Supplied entries |
use serde_json::json;
use vitrine::{
    ID,
    backend::DocumentStore,
    document::{Depth, RootDoc},
    mapper::{self, Mapper},
    view::{BlockContent, BlockPatch, Coordinates, SectionPatch, WaypointPatch},
};

use super::helpers::*;

fn legacy_doc() -> RootDoc {
    serde_json::from_value(json!({
        "id": "c1",
        "name": "Memory",
        "description": "Permanent exhibition",
        "curator": "R. N.",
        "sections": [
            {"id": "s2", "title": "Later", "sectionOrder": 5, "panels": []},
            {
                "id": "s1", "title": "Arrival", "sectionOrder": 1, "mood": "quiet",
                "panels": [{
                    "id": "p1", "title": "Welcome", "panelOrder": 1,
                    "blocks": [
                        {"id": "b2", "type": "image", "blockOrder": 2, "content": {"url": "a.jpg", "caption": "Door"}},
                        {"id": "b1", "type": "text", "blockOrder": 1, "content": {"body": "Hi", "legacyStyle": "bold"}},
                        {"id": "b3", "type": "map", "blockOrder": 3, "content": {"zoom": 4}}
                    ]
                }]
            }
        ],
        "waypoints": [
            {"id": "w1", "title": "Gate", "stopOrder": 2, "location": {"latitude": -1.95, "longitude": 30.06}},
            {"id": "w0", "title": "Car park", "stopOrder": 1}
        ]
    }))
    .unwrap()
}

#[test]
fn test_tree_view_is_sorted_and_carries_parents() {
    let tree = mapper::tree_to_view(&legacy_doc());

    assert_eq!(tree.collection.name, "Memory");
    assert_eq!(tree.collection.attributes.get("curator"), Some(&json!("R. N.")));

    let titles: Vec<_> = tree.sections.iter().map(|s| s.section.title.as_str()).collect();
    assert_eq!(titles, vec!["Arrival", "Later"]);
    assert_eq!(tree.sections[0].section.collection_id, ID::from("c1"));
    assert_eq!(
        tree.sections[0].section.attributes.get("mood"),
        Some(&json!("quiet"))
    );

    let blocks = &tree.sections[0].panels[0].blocks;
    let ids: Vec<_> = blocks.iter().map(|b| b.id.as_str()).collect();
    assert_eq!(ids, vec!["b1", "b2", "b3"]);
    assert!(blocks.iter().all(|b| b.panel_id == ID::from("p1")));

    let waypoints: Vec<_> = tree.waypoints.iter().map(|w| w.id.as_str()).collect();
    assert_eq!(waypoints, vec!["w0", "w1"]);
    assert_eq!(
        tree.waypoints[1].coordinates,
        Some(Coordinates {
            lat: -1.95,
            lng: 30.06
        })
    );
}

#[test]
fn test_unrecognized_content_is_passed_through() {
    let tree = mapper::tree_to_view(&legacy_doc());
    let blocks = &tree.sections[0].panels[0].blocks;

    // Extra keys on a known kind do not fit the typed shape
    assert_eq!(
        blocks[0].content,
        BlockContent::Other {
            kind: "text".into(),
            content: json!({"body": "Hi", "legacyStyle": "bold"}),
        }
    );
    assert!(matches!(blocks[1].content, BlockContent::Image(_)));
    assert_eq!(blocks[2].content.kind(), "map");
}

#[tokio::test]
async fn test_editing_a_sibling_keeps_foreign_content_intact() {
    let (store, backend) = test_store();
    let root = backend.create(legacy_doc()).await.unwrap();

    store
        .blocks()
        .update(
            &ID::from("b2"),
            BlockPatch {
                content: Some(BlockContent::image("b.jpg")),
                ..Default::default()
            },
        )
        .await
        .unwrap();

    let after = stored(&backend, &root.id).await;
    let before = legacy_doc();
    let blocks = |doc: &RootDoc| doc.sections.as_ref().unwrap()[1].panels.as_ref().unwrap()[0]
        .blocks
        .clone()
        .unwrap();
    assert_eq!(blocks(&after)[1], blocks(&before)[1]);
    assert_eq!(blocks(&after)[2], blocks(&before)[2]);
    assert_eq!(blocks(&after)[0].content, json!({"url": "b.jpg"}));
    assert_eq!(after.extra.get("curator"), Some(&json!("R. N.")));
}

#[test]
fn test_patches_map_to_storage_keys() {
    let patch: SectionPatch =
        mapper::parse_input(vitrine::document::Level::Section, json!({"description": null}))
            .unwrap();
    let fields = vitrine::document::StoredSection::patch_to_storage(&patch);
    assert_eq!(fields.get("description"), Some(&serde_json::Value::Null));
    assert!(!fields.contains_key("title"));

    let patch = WaypointPatch {
        coordinates: Some(Some(Coordinates { lat: 1.0, lng: 2.0 })),
        ..Default::default()
    };
    let fields = vitrine::document::StoredWaypoint::patch_to_storage(&patch);
    assert_eq!(
        fields.get("location"),
        Some(&json!({"latitude": 1.0, "longitude": 2.0}))
    );
}

#[test]
fn test_parse_input_rejects_wrong_shape() {
    let err = mapper::parse_input::<vitrine::view::NewSection>(
        vitrine::document::Level::Section,
        json!({"title": 3}),
    )
    .unwrap_err();
    assert!(err.is_validation_error());
    assert_eq!(err.module(), "mapper");
}

#[tokio::test]
async fn test_collection_view_reads_root_scalars_only() {
    let (_store, backend) = test_store();
    backend.create(legacy_doc()).await.unwrap();
    let root = backend.get(&ID::from("c1"), Depth::ROOT).await.unwrap();
    let view = mapper::collection_to_view(&root);
    assert_eq!(view.description.as_deref(), Some("Permanent exhibition"));
    assert_eq!(view.revision, 0);
}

Required action | Each line of the material above that contains the string "WaypointPatch" adds one to the count; report the final count only.

Response below | 2